Depending on the sample, an analyst should know which system calls are important to watch and which are not. The system call whitelist has to be set accordingly. In this case, interesting system calls would be
NtWriteFile for example. These are used to spawn a new process, create, alter or access a registry key or to create or access a file respectively.
Also, depending on the system call, input and output parameters of system calls can be of different encoding. This is a problem because the script dumps the system calls’ data into a .json log file which can crash if data is not ASCII encoded. To ensure all data is encoded correctly, a universal decoder is used. It determines the encoding and decides to either drop data or encode it into ASCII. Data can be dropped if no encoding could be found or when the encoding already shows that this data is irrelevant. An example for this would be content data encoded in
Windows-1252 which used by the system call
NtWriteFile as control data instead of data that is actually written to a file like for example a string.
SIGMA rules offer the ability to filter the massive amount of data for the most relevant parts. The rules are handwritten in a .yml file, which then have to be compiled into a .json file using the special sigmac.py script that has been created by the makers of SIGMA. The compiled rules are imported into the dashboard to filter the data.

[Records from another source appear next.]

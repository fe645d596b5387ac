use std::fs;
use std::io::Write;
use std::path::Path;
use std::process::{Command, Output, Stdio};

use serde_json::Value;

const BIN: &str = env!("CARGO_BIN_EXE_values-schema");

const VALUES: &str = "\
# @title Replicas
# @title.zh 副本数
# @schema minimum=1
replicaCount: 1
# @title Image
image:
  # @title Repository
  repository: nginx
  pullPolicy: IfNotPresent
podLabels: {}
";

fn write_chart(root: &Path, name: &str, values: &str) -> std::path::PathBuf {
    let chart = root.join(name);
    fs::create_dir_all(&chart).expect("failed to create chart dir");
    fs::write(chart.join("values.yaml"), values).expect("failed to write values");
    chart
}

fn read_json(path: &Path) -> Value {
    let raw = fs::read_to_string(path).expect("failed to read schema");
    serde_json::from_str(&raw).expect("schema is not JSON")
}

fn run_with_stdin(args: &[&str], stdin: &str) -> Output {
    let mut child = Command::new(BIN)
        .args(args)
        .stdin(Stdio::piped())
        .stdout(Stdio::piped())
        .stderr(Stdio::piped())
        .spawn()
        .expect("failed to run values-schema");
    child
        .stdin
        .take()
        .expect("stdin is piped")
        .write_all(stdin.as_bytes())
        .expect("failed to write stdin");
    child.wait_with_output().expect("failed to wait for values-schema")
}

#[test]
fn generate_writes_canonical_and_locale_schemas() {
    let dir = tempfile::tempdir().unwrap();
    let chart = write_chart(dir.path(), "web", VALUES);

    let output = Command::new(BIN)
        .args(["generate", chart.to_str().unwrap()])
        .output()
        .expect("failed to run values-schema");
    assert!(output.status.success(), "generate should succeed");

    let canonical = read_json(&chart.join("values.schema.json"));
    assert_eq!(canonical["$schema"], "http://json-schema.org/schema#");
    let keys: Vec<&String> = canonical["properties"].as_object().unwrap().keys().collect();
    assert_eq!(keys, vec!["replicaCount", "image"]);
    assert_eq!(canonical["properties"]["replicaCount"]["title"], "Replicas");
    assert_eq!(
        canonical["properties"]["image"]["properties"]
            .as_object()
            .unwrap()
            .len(),
        1
    );

    let zh = read_json(&chart.join("values.schema.zh.json"));
    assert_eq!(zh["properties"]["replicaCount"]["title"], "副本数");
    assert_eq!(zh["properties"]["image"]["title"], "Image");

    let raw = fs::read_to_string(chart.join("values.schema.json")).unwrap();
    assert!(raw.starts_with("{\n  \""));
    assert!(raw.ends_with("}\n"));
}

#[test]
fn generate_honors_include_all_and_i18n_dir() {
    let dir = tempfile::tempdir().unwrap();
    let chart = write_chart(dir.path(), "web", VALUES);

    let status = Command::new(BIN)
        .args([
            "generate",
            chart.join("values.yaml").to_str().unwrap(),
            "--include-all",
            "--i18n-dir",
            "i18n",
        ])
        .status()
        .expect("failed to run values-schema");
    assert!(status.success());

    let canonical = read_json(&chart.join("values.schema.json"));
    assert!(canonical["properties"]["podLabels"].is_object());
    assert!(chart.join("i18n").join("values.schema.zh.json").exists());
    assert!(!chart.join("values.schema.zh.json").exists());
}

#[test]
fn generate_expands_globs_and_reads_config() {
    let dir = tempfile::tempdir().unwrap();
    let first = write_chart(dir.path(), "first", VALUES);
    let second = write_chart(dir.path(), "second", VALUES);
    fs::create_dir_all(dir.path().join("not-a-chart")).unwrap();

    let config = dir.path().join("values-schema.yaml");
    fs::write(&config, "locales: [en]\njobs: 2\n").unwrap();

    let pattern = format!("{}/*", dir.path().display());
    let output = Command::new(BIN)
        .args(["generate", &pattern, "--config", config.to_str().unwrap()])
        .output()
        .expect("failed to run values-schema");
    assert!(output.status.success());

    let stdout = String::from_utf8_lossy(&output.stdout);
    assert!(stdout.contains("for 2 chart(s)"));
    for chart in [&first, &second] {
        assert!(chart.join("values.schema.json").exists());
        assert!(!chart.join("values.schema.zh.json").exists());
    }
}

#[test]
fn generate_reports_broken_chart_and_continues() {
    let dir = tempfile::tempdir().unwrap();
    let good = write_chart(dir.path(), "good", VALUES);
    write_chart(dir.path(), "broken", "key: [1, 2\n");

    let pattern = format!("{}/*", dir.path().display());
    let output = Command::new(BIN)
        .args(["generate", &pattern])
        .output()
        .expect("failed to run values-schema");

    assert!(!output.status.success(), "a broken chart should fail the run");
    assert!(good.join("values.schema.json").exists());
    let stderr = String::from_utf8_lossy(&output.stderr);
    assert!(stderr.contains("error: 1 chart(s) failed"));
}

#[test]
fn generate_verbose_logs_to_stderr_only() {
    let dir = tempfile::tempdir().unwrap();
    let chart = write_chart(dir.path(), "web", VALUES);

    let output = Command::new(BIN)
        .args(["-vv", "generate", chart.to_str().unwrap()])
        .env_remove("RUST_LOG")
        .output()
        .expect("failed to run values-schema");
    assert!(output.status.success());

    let stderr = String::from_utf8_lossy(&output.stderr);
    assert!(stderr.contains("resolved generation config"));
    assert!(stderr.contains("generation finished"));
    let stdout = String::from_utf8_lossy(&output.stdout);
    assert!(!stdout.contains("generation finished"));
}

#[test]
fn generate_without_matches_fails() {
    let dir = tempfile::tempdir().unwrap();
    let output = Command::new(BIN)
        .args(["generate", dir.path().join("missing").to_str().unwrap()])
        .output()
        .expect("failed to run values-schema");
    assert!(!output.status.success());
    let stderr = String::from_utf8_lossy(&output.stderr);
    assert!(stderr.starts_with("error: "));
}

#[test]
fn parse_comment_prints_sections() {
    let output = run_with_stdin(
        &["parse-comment"],
        "# @schema type=string;minLength=3 @title \"Name\"\n",
    );
    assert!(output.status.success());

    let sections: Value = serde_json::from_slice(&output.stdout).unwrap();
    let sections = sections.as_array().unwrap();
    assert_eq!(sections.len(), 2);
    assert_eq!(sections[0]["name"], "@schema");
    assert_eq!(sections[0]["options"][1]["name"], "minLength");
    assert_eq!(sections[0]["options"][1]["value"], "3");
    assert_eq!(sections[1]["name"], "@title");
    assert_eq!(sections[1]["value"], "Name");
}

#[test]
fn print_renders_canonical_and_locale() {
    let dir = tempfile::tempdir().unwrap();
    let chart = write_chart(dir.path(), "web", VALUES);
    let input = chart.join("values.yaml");

    let output = Command::new(BIN)
        .args(["print", "--input", input.to_str().unwrap()])
        .output()
        .expect("failed to run values-schema");
    assert!(output.status.success());
    let schema: Value = serde_json::from_slice(&output.stdout).unwrap();
    assert_eq!(schema["properties"]["replicaCount"]["minimum"], 1.0);
    assert!(schema["properties"].get("podLabels").is_none());

    let output = run_with_stdin(&["print", "--locale", "zh"], VALUES);
    assert!(output.status.success());
    let schema: Value = serde_json::from_slice(&output.stdout).unwrap();
    assert_eq!(schema["properties"]["replicaCount"]["title"], "副本数");
}

#[test]
fn print_unknown_locale_fails() {
    let output = run_with_stdin(&["print", "--locale", "fr"], VALUES);
    assert!(!output.status.success());
    let stderr = String::from_utf8_lossy(&output.stderr);
    assert!(stderr.contains("Locale 'fr'"));
}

Integration into the dashboard
The Kibana dashboard imports all data logs automatically with the help of Logstash. The logs therefore have to be placed within a specific folder, which in turn means that it is possible to both monitor a system live and offline by importing logs from let’s say a different analyst PC. It is worth mentioning that Logstash seems to have issues with large (>30MB) log files, so splitting the logs could prove helpful for some users. SIGMA rules can be imported in Kibana and added to a visualization in order to make the visualization show only the filtered data. As with Gandcrab V5.0 I have found out that Gandcrab, for example, creates a specific registry entry to save the private and public keys. This happens in
REGISTRY\MACHINE\SOFTWARE\Wow6432Node\keys_data\data which in turn means that if a process tries to create an entry in this exact folder, it is most certainly Gandcrab V5.0. As a result, I have written an SIGMA rule to track this occurrence. The rule can be seen in the .yml file below and is integrated into a visualization, as seen in the picture following the file.
title: This SIGMA rule is supposed to trigger if the system call NtCreateKey is used to successfully create the registry key "*keys_data\data" author: Philipp Barthel status: experimental logsource: product: windows detection: selection: name: 'NtCreateKey' before.ObjectAttributes.tracked.value.ObjectName.tracked.value.content: "\\REGISTRY\\MACHINE\\SOFTWARE\\Wow6432Node\\keys_data\\data" return_value: 0 condition: selection falsepositives: - any process could theoretically raise this system call and create the specified key
Using Tycho’s ability to interpret system calls of any process, I was able to gather valuable data on how Gandcrab V5.0 works beforehand. I used this information to create filter rules (SIGMA) to characterize the ransomware and as a result I have gained the ability to determine if a monitored process actually is Gandcrab.
Obviously, it would be possible to repeat this whole process for any malicious sample. But one rule alone is always prone to false positives. An analyst should extend his set of filter rules for any sample to diminish the possibility of false positives.
An analyst could amass SIGMA rules for all sorts of malware samples to be able to efficiently recognize these malicious programs at a later point in time. Therefore, an analyst is enabled to determine if a process behaves like any malware sample that was dealt with earlier by creating a toolbox of SIGMA rules to detect behavior that is known to be suspicious.